Clapton, das Chamäleon? In Hamburg nämlich sah man einen recht zugeknöpften Erich, also jenen, den man geheimhin zu erwarten gewohnt ist. Möglicherweise erlebte das Düsseldorfer Publikum einen ebenso kurzzeitigen wie seltenen Vitalitäts-Schuß.

Was der Musik keinen Abbruch tat. Clapton trat ohne seine sonst üblichen Mitspieler Marcy Levy (voc), George Terry (g) und sowieso ohne Yvonne Elliman auf, die sich mit ihren eigenen Erfolgen im Disco-Bereich wieder selbstständig gemacht hat. Und vom ebenfalls angekündigten Perkussionisten Sergio Pastora war auch nichts sichtbar.

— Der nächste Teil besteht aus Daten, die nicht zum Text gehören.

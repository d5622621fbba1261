pub mod editing;
pub mod editor;
pub mod interaction;
pub mod io;
pub mod settings;


// Re-export key types for easier usage
pub use editing::{Block, BlockId, BlockKind, Cmd, Document, EditError, Node, Patch, Selection, Snapshot};
pub use editor::{Editor, EditorKey, EditorOptions, EditorView};
pub use io::{IoError, parse_lesson, to_html};
pub use settings::{EditorSettings, ToolbarSettings};
//! Drag-to-reorder sessions.
//!
//! The coordinator only tracks the gesture. Nothing touches the document until
//! the drop, which commits a single `Cmd::MoveBlock`.

use crate::editing::{BlockId, Cmd, Document, DropSide, Patch};
use crate::interaction::Rect;

/// Block geometry as laid out by the rendering surface
pub trait BlockLayout {
    fn block_rect(&self, id: BlockId) -> Option<Rect>;
}

/// Upper half of the hovered block drops above it, lower half below
pub fn drop_side(pointer_y: f32, rect: &Rect) -> DropSide {
    if pointer_y < rect.mid_y() {
        DropSide::Above
    } else {
        DropSide::Below
    }
}

#[derive(Debug, Clone, PartialEq)]
pub struct DragSession {
    pub dragged: BlockId,
    pub pointer_y: Option<f32>,
    pub hovered: Option<BlockId>,
    pub drop_side: Option<DropSide>,
}

#[derive(Debug, Default)]
pub struct DragCoordinator {
    session: Option<DragSession>,
}

impl DragCoordinator {
    pub fn new() -> Self {
        Self::default()
    }

    pub fn session(&self) -> Option<&DragSession> {
        self.session.as_ref()
    }

    pub fn is_active(&self) -> bool {
        self.session.is_some()
    }

    /// Start dragging `id`. Unknown ids start nothing.
    pub fn on_drag_start(&mut self, doc: &Document, id: BlockId) -> bool {
        if doc.block(id).is_none() {
            log::debug!("drag start on unknown block {id}");
            self.session = None;
            return false;
        }
        log::trace!("drag start {id}");
        self.session = Some(DragSession {
            dragged: id,
            pointer_y: None,
            hovered: None,
            drop_side: None,
        });
        true
    }

    /// Track the pointer over `hovered`; returns the side the block would land on
    pub fn on_drag_over(
        &mut self,
        pointer_y: f32,
        hovered: BlockId,
        layout: &dyn BlockLayout,
    ) -> Option<DropSide> {
        let session = self.session.as_mut()?;
        session.pointer_y = Some(pointer_y);
        match layout.block_rect(hovered) {
            Some(rect) => {
                let side = drop_side(pointer_y, &rect);
                session.hovered = Some(hovered);
                session.drop_side = Some(side);
                log::trace!("drag over {hovered} at {pointer_y}: {side:?}");
                Some(side)
            }
            None => {
                session.hovered = None;
                session.drop_side = None;
                None
            }
        }
    }

    /// Commit the move. Ends the session whatever the outcome; a drop that
    /// cannot apply leaves the document untouched.
    pub fn on_drop(&mut self, doc: &mut Document) -> Option<Patch> {
        let session = self.session.take()?;
        let (target, side) = match (session.hovered, session.drop_side) {
            (Some(target), Some(side)) => (target, side),
            _ => {
                log::debug!("drop of {} without a target", session.dragged);
                return None;
            }
        };
        match doc.apply(Cmd::MoveBlock {
            block: session.dragged,
            target,
            side,
        }) {
            Ok(patch) => Some(patch),
            Err(err) => {
                log::debug!("drop of {} aborted: {err}", session.dragged);
                None
            }
        }
    }

    pub fn on_drag_cancel(&mut self) {
        if let Some(session) = self.session.take() {
            log::trace!("drag of {} cancelled", session.dragged);
        }
    }
}

#[cfg(test)]
mod tests {
    use super::*;
    use crate::editing::{Block, BlockKind, Node};
    use std::collections::HashMap;

    struct Layout(HashMap<BlockId, Rect>);

    impl BlockLayout for Layout {
        fn block_rect(&self, id: BlockId) -> Option<Rect> {
            self.0.get(&id).copied()
        }
    }

    fn setup(texts: &[&str]) -> (Document, Layout) {
        let blocks: Vec<Block> = texts
            .iter()
            .map(|text| Block::with_content(BlockKind::Content, "", vec![Node::paragraph(text)]))
            .collect();
        let layout = blocks
            .iter()
            .enumerate()
            .map(|(index, block)| (block.id(), Rect::new(0.0, index as f32 * 50.0, 400.0, 50.0)))
            .collect();
        (Document::from_blocks(blocks).unwrap(), Layout(layout))
    }

    fn texts(doc: &Document) -> Vec<String> {
        doc.iter().map(Block::plain_text).collect()
    }

    #[test]
    fn test_drop_side_uses_midpoint() {
        let rect = Rect::new(0.0, 100.0, 10.0, 40.0);
        assert_eq!(drop_side(119.9, &rect), DropSide::Above);
        assert_eq!(drop_side(120.0, &rect), DropSide::Below);
    }

    #[test]
    fn test_drag_first_below_last() {
        let (mut doc, layout) = setup(&["A", "B", "C"]);
        let a = doc.blocks()[0].id();
        let c = doc.blocks()[2].id();
        let mut drag = DragCoordinator::new();
        assert!(drag.on_drag_start(&doc, a));
        assert_eq!(drag.on_drag_over(140.0, c, &layout), Some(DropSide::Below));
        let patch = drag.on_drop(&mut doc).unwrap();
        assert_eq!(texts(&doc), vec!["B", "C", "A"]);
        assert_eq!(doc.blocks()[2].id(), a);
        assert_eq!(patch.version, 1);
        assert!(!drag.is_active());
    }

    #[test]
    fn test_drag_over_does_not_touch_document() {
        let (doc, layout) = setup(&["A", "B"]);
        let a = doc.blocks()[0].id();
        let b = doc.blocks()[1].id();
        let mut drag = DragCoordinator::new();
        drag.on_drag_start(&doc, a);
        drag.on_drag_over(55.0, b, &layout);
        drag.on_drag_over(95.0, b, &layout);
        assert_eq!(drag.session().unwrap().drop_side, Some(DropSide::Below));
        assert_eq!(doc.version(), 0);
    }

    #[test]
    fn test_cancel_leaves_document_alone() {
        let (mut doc, layout) = setup(&["A", "B"]);
        let a = doc.blocks()[0].id();
        let b = doc.blocks()[1].id();
        let mut drag = DragCoordinator::new();
        drag.on_drag_start(&doc, a);
        drag.on_drag_over(90.0, b, &layout);
        drag.on_drag_cancel();
        drag.on_drag_cancel();
        assert!(drag.on_drop(&mut doc).is_none());
        assert_eq!(texts(&doc), vec!["A", "B"]);
    }

    #[test]
    fn test_drop_onto_self_is_rejected() {
        let (mut doc, layout) = setup(&["A", "B"]);
        let a = doc.blocks()[0].id();
        let mut drag = DragCoordinator::new();
        drag.on_drag_start(&doc, a);
        drag.on_drag_over(10.0, a, &layout);
        assert!(drag.on_drop(&mut doc).is_none());
        assert_eq!(doc.version(), 0);
    }

    #[test]
    fn test_drop_into_same_slot_is_no_transaction() {
        let (mut doc, layout) = setup(&["A", "B"]);
        let a = doc.blocks()[0].id();
        let b = doc.blocks()[1].id();
        let mut drag = DragCoordinator::new();
        drag.on_drag_start(&doc, a);
        drag.on_drag_over(60.0, b, &layout);
        assert!(drag.on_drop(&mut doc).is_none());
        assert_eq!(doc.version(), 0);
    }

    #[test]
    fn test_unresolvable_ids_abort_quietly() {
        let (mut doc, layout) = setup(&["A", "B"]);
        let mut drag = DragCoordinator::new();
        assert!(!drag.on_drag_start(&doc, BlockId::generate()));

        let a = doc.blocks()[0].id();
        drag.on_drag_start(&doc, a);
        assert_eq!(drag.on_drag_over(10.0, BlockId::generate(), &layout), None);
        assert!(drag.on_drop(&mut doc).is_none());
        assert_eq!(doc.version(), 0);
    }
}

Nun benötigte Erich auch niemanden außer Oldacker, Sims und Radle, um seine Blues Power zu zelebrieren: Dafür weiß er immer noch eine zu gute Gitarre zu spielen. Clapton mal solo und akustisch zu erleben, wäre sicherlich interessant. Lediglich nach dem Schlußsong „Cocaine“ betraten für die Zugabe einige Musiker der Muddy Waters-Band zur verhaltenen Jam Session die Bühne – es gab einen erneuten Blues, nebenbei bemerkt.

Apropos Muddy Waters-Band: Das Clapton-Konzert war eine der seltenen Gelegenheiten, bei denen dem Publikum für sein gutes Geld auch eine entsprechende Vorgruppe geboten wurde. Nachdem die Band sich warmgespielt hatte, betrat nämlich zur allseitigen Freude jener Dreiundsechszigjährige die Bühne, der zu den wichtigen Männern zählt, von denen fast alles abstammt: McKinley Morganfield alias Muddy Waters. Der große alte Mann des Blues wurde beinah familiär empfangen und begeisterte durch sein archaisches, gefühlvolles (wenn auch nicht immer sauberes) Gitarrenspiel. Und dann diese Stimme! Hier merkte man, weshalb Eric Clapton ein fabelhafter Gitarrist, aber ein doch sehr mäßiger Sänger ist. Muddy röhrte wie der ältliche Hirsch, der mit den Frauen durch ist, aber pro forma nochmals sein Gebiet abstecken wollte. „Im A Man“, ebenfalls im „Last Waltz“ enthalten, geriet zum mitgestampften Höhepunkt. Das Seltsame daran ist, daß man stets weiß, was als Nächstes kommt, selbst der Vorspann des Songs ist immer der gleiche (und sinngemäß Bestandteil manch anderer Bluessongs): „Ooooh Yeeeah! Everything’s gonna be allright… this morning!“ Nur, man glaubt dem Muddy, daß alles in Ordnung ist… heute morgen, auch gegen 21.10 Uhr in der Philipshalle. Eben das macht den Wert des Blues aus. Und dies macht auch verständlich, warum Clapton weiterhin und schon wieder den Blues zupft. Diejenigen, die früher gegangen sind, irrten!